▸ **TASK STATEMENT**: Narrow the data below down to the lines containing "Unix".

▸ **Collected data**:
--- --- ---

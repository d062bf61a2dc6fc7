//! Shared feed rendering and reader arguments.

use anyhow::{Context, Result};
use chrono::{DateTime, Utc};
use clap::Args;
use colored::Colorize;
use tabled::{settings::Style, Table, Tabled};

use statusfeed_core::{EntryStatus, Principal, StatusEntry};

/// Filter the feed down to what one reader may see.
#[derive(Args, Debug, Default)]
pub struct PrincipalArgs {
    /// Show only entries this user may view.
    #[arg(long)]
    pub user: Option<String>,

    /// Role held by `--user`; repeatable.
    #[arg(long = "role", requires = "user", value_name = "ROLE")]
    pub roles: Vec<String>,
}

impl PrincipalArgs {
    pub fn principal(&self) -> Option<Principal> {
        let user = self.user.as_deref()?;
        Some(
            self.roles
                .iter()
                .fold(Principal::new(user), |principal, role| {
                    principal.with_role(role.as_str())
                }),
        )
    }
}

#[derive(Tabled)]
struct FeedRow {
    #[tabled(rename = "name")]
    name: String,
    #[tabled(rename = "activity")]
    activity: String,
    #[tabled(rename = "last build")]
    outcome: String,
    #[tabled(rename = "label")]
    label: String,
    #[tabled(rename = "updated")]
    updated: String,
}

pub fn print_entries(entries: &[StatusEntry], json: bool) -> Result<()> {
    if json {
        println!(
            "{}",
            serde_json::to_string_pretty(entries).context("failed to serialize feed JSON")?
        );
        return Ok(());
    }

    let placeholders = entries.iter().filter(|e| e.is_placeholder()).count();
    println!(
        "statusfeed v{} | {} entries | {} never built",
        env!("CARGO_PKG_VERSION"),
        entries.len(),
        placeholders,
    );
    if entries.is_empty() {
        println!("Feed is empty.");
        return Ok(());
    }

    let rows: Vec<FeedRow> = entries.iter().map(feed_row).collect();
    let mut table = Table::new(rows);
    table.with(Style::rounded());
    println!("{table}");
    Ok(())
}

fn feed_row(entry: &StatusEntry) -> FeedRow {
    let name = if entry.name.is_job() {
        format!("  {}", entry.name)
    } else {
        entry.name.to_string().bold().to_string()
    };
    match &entry.status {
        EntryStatus::Placeholder => FeedRow {
            name,
            activity: "Sleeping".bright_black().to_string(),
            outcome: "Unknown".bright_black().to_string(),
            label: String::new(),
            updated: "never".to_string(),
        },
        EntryStatus::Known(status) => FeedRow {
            name,
            activity: status.activity.clone(),
            outcome: colorize_outcome(&status.outcome),
            label: status.label.clone(),
            updated: format_age(status.last_updated),
        },
    }
}

fn colorize_outcome(outcome: &str) -> String {
    match outcome.to_ascii_lowercase().as_str() {
        "success" => outcome.green().to_string(),
        "failure" => outcome.red().to_string(),
        "exception" => outcome.magenta().to_string(),
        _ => outcome.yellow().to_string(),
    }
}

fn format_age(at: DateTime<Utc>) -> String {
    let seconds = (Utc::now() - at).num_seconds().max(0);
    match seconds {
        0..=59 => format!("{seconds}s ago"),
        60..=3_599 => format!("{}m ago", seconds / 60),
        3_600..=86_399 => format!("{}h ago", seconds / 3_600),
        _ => format!("{}d ago", seconds / 86_400),
    }
}
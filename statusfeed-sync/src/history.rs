//! The persisted record of what last happened to each unit.
//!
//! [`HistoryStore`] is the seam the resolver queries for stages the live
//! cache has never seen. [`JsonHistoryStore`] is the file-backed
//! implementation: a `HistoryFile` JSON document at
//! `<home>/.statusfeed/history.json`. Writes use the atomic `.tmp` + rename
//! pattern.

use std::path::{Path, PathBuf};

use chrono::{DateTime, Utc};
use serde::{Deserialize, Serialize};

use statusfeed_core::{config, ExecutionStatus, PipelineConfig, ProjectName, StageConfig, StatusEntry};

use crate::error::{io_err, SyncError};

/// File name of the history document under the statusfeed root.
pub const HISTORY_FILE: &str = "history.json";

/// Source of last-known statuses for units missing from the live cache.
pub trait HistoryStore: Send + Sync {
    /// Records for `stage` of `pipeline` and for the stage's jobs, in any
    /// order. Returned entries carry no viewers; those are applied later.
    fn statuses_for_stage_and_jobs(
        &self,
        pipeline: &PipelineConfig,
        stage: &StageConfig,
    ) -> Result<Vec<StatusEntry>, SyncError>;
}

/// A history store that knows nothing. Every unit it is asked about resolves
/// to a placeholder.
#[derive(Debug, Clone, Copy, Default)]
pub struct EmptyHistory;

impl HistoryStore for EmptyHistory {
    fn statuses_for_stage_and_jobs(
        &self,
        _pipeline: &PipelineConfig,
        _stage: &StageConfig,
    ) -> Result<Vec<StatusEntry>, SyncError> {
        Ok(Vec::new())
    }
}

/// One persisted execution record. Viewers are deliberately absent.
#[derive(Debug, Clone, Serialize, Deserialize, PartialEq, Eq)]
pub struct HistoryRecord {
    pub name: ProjectName,
    #[serde(flatten)]
    pub status: ExecutionStatus,
}

impl From<HistoryRecord> for StatusEntry {
    fn from(record: HistoryRecord) -> Self {
        StatusEntry::known(record.name, record.status)
    }
}

/// On-disk history payload.
#[derive(Debug, Clone, Serialize, Deserialize, PartialEq, Eq)]
pub struct HistoryFile {
    pub recorded_at: DateTime<Utc>,
    #[serde(default)]
    pub records: Vec<HistoryRecord>,
}

impl Default for HistoryFile {
    fn default() -> Self {
        Self {
            recorded_at: Utc::now(),
            records: Vec::new(),
        }
    }
}

/// `<home>/.statusfeed/history.json`
pub fn history_path_at(home: &Path) -> PathBuf {
    config::root_at(home).join(HISTORY_FILE)
}

/// Load the history document at `path`.
///
/// Returns an empty document if the file does not yet exist.
pub fn load_from(path: &Path) -> Result<HistoryFile, SyncError> {
    if !path.exists() {
        return Ok(HistoryFile::default());
    }
    let contents = std::fs::read_to_string(path).map_err(|e| io_err(path, e))?;
    Ok(serde_json::from_str(&contents)?)
}

/// Save the history document to `path` atomically.
///
/// Writes to `<path>.tmp` then renames to `<path>`.
pub fn save_to(path: &Path, history: &HistoryFile) -> Result<(), SyncError> {
    let Some(dir) = path.parent() else {
        return Err(io_err(
            path,
            std::io::Error::other("invalid history store path"),
        ));
    };
    std::fs::create_dir_all(dir).map_err(|e| io_err(dir, e))?;

    let json = serde_json::to_string_pretty(history)?;
    let tmp = path.with_extension("json.tmp");
    std::fs::write(&tmp, &json).map_err(|e| io_err(&tmp, e))?;
    std::fs::rename(&tmp, path).map_err(|e| io_err(path, e))?;
    Ok(())
}

/// History backed by a JSON file that is re-read on every lookup, so an
/// external writer's updates are picked up without a restart.
#[derive(Debug, Clone)]
pub struct JsonHistoryStore {
    path: PathBuf,
}

impl JsonHistoryStore {
    pub fn new(path: impl Into<PathBuf>) -> Self {
        Self { path: path.into() }
    }

    /// The store at `<home>/.statusfeed/history.json`.
    pub fn at(home: &Path) -> Self {
        Self::new(history_path_at(home))
    }

    pub fn path(&self) -> &Path {
        &self.path
    }
}

impl HistoryStore for JsonHistoryStore {
    fn statuses_for_stage_and_jobs(
        &self,
        pipeline: &PipelineConfig,
        stage: &StageConfig,
    ) -> Result<Vec<StatusEntry>, SyncError> {
        let history = load_from(&self.path)?;
        Ok(history
            .records
            .into_iter()
            .filter(|record| {
                record.name.pipeline() == &pipeline.name && record.name.stage_name() == &stage.name
            })
            .map(StatusEntry::from)
            .collect())
    }
}
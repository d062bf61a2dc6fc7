//! `statusfeed daemon`: background feed daemon lifecycle.

use anyhow::{Context, Result};
use clap::Subcommand;

use statusfeed_daemon::paths::socket_path;
use statusfeed_daemon::{request_status, request_stop, request_sync, start_blocking, DaemonError};

#[derive(Subcommand, Debug)]
pub enum DaemonCommand {
    /// Run daemon in foreground (watcher + socket server).
    Start,
    /// Request graceful daemon shutdown over Unix socket.
    Stop,
    /// Query daemon runtime status over Unix socket.
    Status,
    /// Ask the daemon to reconcile now, optionally for one pipeline.
    Sync {
        #[arg(long)]
        pipeline: Option<String>,
    },
}

pub fn run(command: DaemonCommand) -> Result<()> {
    let home = dirs::home_dir().context("could not determine home directory")?;

    match command {
        DaemonCommand::Start => {
            start_blocking(&home).context("daemon exited with error")?;
        }
        DaemonCommand::Stop => match request_stop(&home) {
            Ok(()) => println!("daemon stop requested"),
            Err(DaemonError::DaemonNotRunning { .. }) => {
                println!("daemon is not running");
            }
            Err(err) => return Err(err).context("failed to stop daemon"),
        },
        DaemonCommand::Status => match request_status(&home) {
            Ok(status) => print_json(&status)?,
            Err(DaemonError::DaemonNotRunning { .. }) => {
                print_json(&serde_json::json!({
                    "running": false,
                    "socket": socket_path(&home).display().to_string(),
                }))?;
            }
            Err(err) => return Err(err).context("failed to query daemon status"),
        },
        DaemonCommand::Sync { pipeline } => {
            let report = request_sync(&home, pipeline).context("daemon reconciliation failed")?;
            print_json(&report)?;
        }
    }

    Ok(())
}

fn print_json(value: &serde_json::Value) -> Result<()> {
    println!(
        "{}",
        serde_json::to_string_pretty(value).context("failed to render daemon JSON")?
    );
    Ok(())
}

--- --- ---

▸ **TASK RESPONSE**:
    /// Request graceful daemon shutdown over Unix socket.
    /// Query daemon runtime status over Unix socket.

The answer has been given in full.